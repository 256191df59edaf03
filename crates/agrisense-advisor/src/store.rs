//! Persistence collaborator
//!
//! The hosted relational service owns the real tables; the advisor only needs
//! to hand it finished records keyed by opaque user and land identifiers.
//! [`MemoryStore`] is the in-process implementation used by tests and local
//! runs.

use agrisense_core::{
    CropCandidate, GrowthInsight, LandAnalysisResult, OrganicRemedy, ProblemCategory,
};
use chrono::{DateTime, Utc};
use dashmap::DashMap;
use serde::{Deserialize, Serialize};
use std::fmt;
use std::str::FromStr;
use uuid::Uuid;

use crate::adapter::Provenance;
use crate::error::StoreError;

/// Authenticated user, as supplied by the identity collaborator
#[derive(Debug, Clone, Copy, PartialEq, Eq, Hash, PartialOrd, Ord, Serialize, Deserialize)]
#[serde(transparent)]
pub struct UserId(pub Uuid);

impl UserId {
    pub fn new() -> Self {
        Self(Uuid::new_v4())
    }
}

impl Default for UserId {
    fn default() -> Self {
        Self::new()
    }
}

impl fmt::Display for UserId {
    fn fmt(&self, f: &mut fmt::Formatter<'_>) -> fmt::Result {
        write!(f, "{}", self.0)
    }
}

impl FromStr for UserId {
    type Err = uuid::Error;

    fn from_str(s: &str) -> Result<Self, Self::Err> {
        Uuid::parse_str(s.trim()).map(Self)
    }
}

/// Registered land parcel
#[derive(Debug, Clone, Copy, PartialEq, Eq, Hash, PartialOrd, Ord, Serialize, Deserialize)]
#[serde(transparent)]
pub struct LandId(pub Uuid);

impl LandId {
    pub fn new() -> Self {
        Self(Uuid::new_v4())
    }
}

impl Default for LandId {
    fn default() -> Self {
        Self::new()
    }
}

impl fmt::Display for LandId {
    fn fmt(&self, f: &mut fmt::Formatter<'_>) -> fmt::Result {
        write!(f, "{}", self.0)
    }
}

#[derive(Debug, Clone, Serialize)]
#[serde(rename_all = "camelCase")]
pub struct LandRecord {
    pub id: LandId,
    pub user_id: UserId,
    pub location: String,
    pub description: String,
    pub analysis: LandAnalysisResult,
    pub provenance: Provenance,
    pub created_at: DateTime<Utc>,
}

/// Plans are only ever created active; nothing moves them on yet.
#[derive(Debug, Clone, Copy, PartialEq, Eq, Serialize, Deserialize)]
#[serde(rename_all = "snake_case")]
pub enum PlanStatus {
    Active,
}

#[derive(Debug, Clone, Serialize)]
#[serde(rename_all = "camelCase")]
pub struct CropPlan {
    pub id: Uuid,
    pub user_id: UserId,
    pub land_id: LandId,
    pub crop: CropCandidate,
    pub status: PlanStatus,
    pub created_at: DateTime<Utc>,
}

impl CropPlan {
    pub fn active(user_id: UserId, land_id: LandId, crop: CropCandidate) -> Self {
        Self {
            id: Uuid::new_v4(),
            user_id,
            land_id,
            crop,
            status: PlanStatus::Active,
            created_at: Utc::now(),
        }
    }
}

#[derive(Debug, Clone, Serialize)]
#[serde(rename_all = "camelCase")]
pub struct RecommendationRecord {
    pub user_id: UserId,
    pub season: String,
    pub crops: Vec<CropCandidate>,
    pub provenance: Provenance,
    pub created_at: DateTime<Utc>,
}

#[derive(Debug, Clone, Serialize)]
#[serde(rename_all = "camelCase")]
pub struct TrackingRecord {
    pub user_id: UserId,
    pub crop_name: String,
    pub stage: String,
    pub days_since_planting: i64,
    pub insight: GrowthInsight,
    pub provenance: Provenance,
    pub created_at: DateTime<Utc>,
}

#[derive(Debug, Clone, Serialize)]
#[serde(rename_all = "camelCase")]
pub struct RemedyRecord {
    pub user_id: UserId,
    pub problem: String,
    pub crop_type: String,
    pub severity: String,
    pub category: ProblemCategory,
    pub remedy: OrganicRemedy,
    pub provenance: Provenance,
    pub created_at: DateTime<Utc>,
}

/// Everything stored for one user, newest first
#[derive(Debug, Clone, Default, Serialize)]
#[serde(rename_all = "camelCase")]
pub struct Dashboard {
    pub lands: Vec<LandRecord>,
    pub plans: Vec<CropPlan>,
    pub recommendations: Vec<RecommendationRecord>,
    pub tracking: Vec<TrackingRecord>,
    pub remedies: Vec<RemedyRecord>,
}

#[async_trait::async_trait]
pub trait AdvisoryStore: Send + Sync + fmt::Debug {
    async fn save_land(&self, record: LandRecord) -> Result<(), StoreError>;

    async fn lands_for(&self, user: UserId) -> Result<Vec<LandRecord>, StoreError>;

    /// Fails with [`StoreError::LandNotFound`] when the land is not registered
    /// to the plan's user.
    async fn save_crop_plan(&self, plan: CropPlan) -> Result<(), StoreError>;

    async fn plans_for(&self, user: UserId) -> Result<Vec<CropPlan>, StoreError>;

    async fn save_recommendation(&self, record: RecommendationRecord) -> Result<(), StoreError>;

    async fn save_tracking(&self, record: TrackingRecord) -> Result<(), StoreError>;

    async fn save_remedy(&self, record: RemedyRecord) -> Result<(), StoreError>;

    async fn dashboard(&self, user: UserId) -> Result<Dashboard, StoreError>;
}

#[derive(Debug, Default)]
struct UserRecords {
    lands: Vec<LandRecord>,
    plans: Vec<CropPlan>,
    recommendations: Vec<RecommendationRecord>,
    tracking: Vec<TrackingRecord>,
    remedies: Vec<RemedyRecord>,
}

fn newest_first<T: Clone>(items: &[T]) -> Vec<T> {
    items.iter().rev().cloned().collect()
}

/// In-memory store sharded by user
#[derive(Debug, Default)]
pub struct MemoryStore {
    users: DashMap<UserId, UserRecords>,
}

impl MemoryStore {
    pub fn new() -> Self {
        Self::default()
    }
}

#[async_trait::async_trait]
impl AdvisoryStore for MemoryStore {
    async fn save_land(&self, record: LandRecord) -> Result<(), StoreError> {
        self.users
            .entry(record.user_id)
            .or_default()
            .lands
            .push(record);
        Ok(())
    }

    async fn lands_for(&self, user: UserId) -> Result<Vec<LandRecord>, StoreError> {
        Ok(self
            .users
            .get(&user)
            .map(|records| newest_first(&records.lands))
            .unwrap_or_default())
    }

    async fn save_crop_plan(&self, plan: CropPlan) -> Result<(), StoreError> {
        let Some(mut records) = self.users.get_mut(&plan.user_id) else {
            return Err(StoreError::LandNotFound(plan.land_id));
        };
        if !records.lands.iter().any(|land| land.id == plan.land_id) {
            return Err(StoreError::LandNotFound(plan.land_id));
        }
        records.plans.push(plan);
        Ok(())
    }

    async fn plans_for(&self, user: UserId) -> Result<Vec<CropPlan>, StoreError> {
        Ok(self
            .users
            .get(&user)
            .map(|records| newest_first(&records.plans))
            .unwrap_or_default())
    }

    async fn save_recommendation(&self, record: RecommendationRecord) -> Result<(), StoreError> {
        self.users
            .entry(record.user_id)
            .or_default()
            .recommendations
            .push(record);
        Ok(())
    }

    async fn save_tracking(&self, record: TrackingRecord) -> Result<(), StoreError> {
        self.users
            .entry(record.user_id)
            .or_default()
            .tracking
            .push(record);
        Ok(())
    }

    async fn save_remedy(&self, record: RemedyRecord) -> Result<(), StoreError> {
        self.users
            .entry(record.user_id)
            .or_default()
            .remedies
            .push(record);
        Ok(())
    }

    async fn dashboard(&self, user: UserId) -> Result<Dashboard, StoreError> {
        Ok(self
            .users
            .get(&user)
            .map(|records| Dashboard {
                lands: newest_first(&records.lands),
                plans: newest_first(&records.plans),
                recommendations: newest_first(&records.recommendations),
                tracking: newest_first(&records.tracking),
                remedies: newest_first(&records.remedies),
            })
            .unwrap_or_default())
    }
}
^^^^^^^^
Each line holding "LandAnalysisResult" should be copied from the material above.

    CropCandidate, GrowthInsight, LandAnalysisResult, OrganicRemedy, ProblemCategory,
    pub analysis: LandAnalysisResult,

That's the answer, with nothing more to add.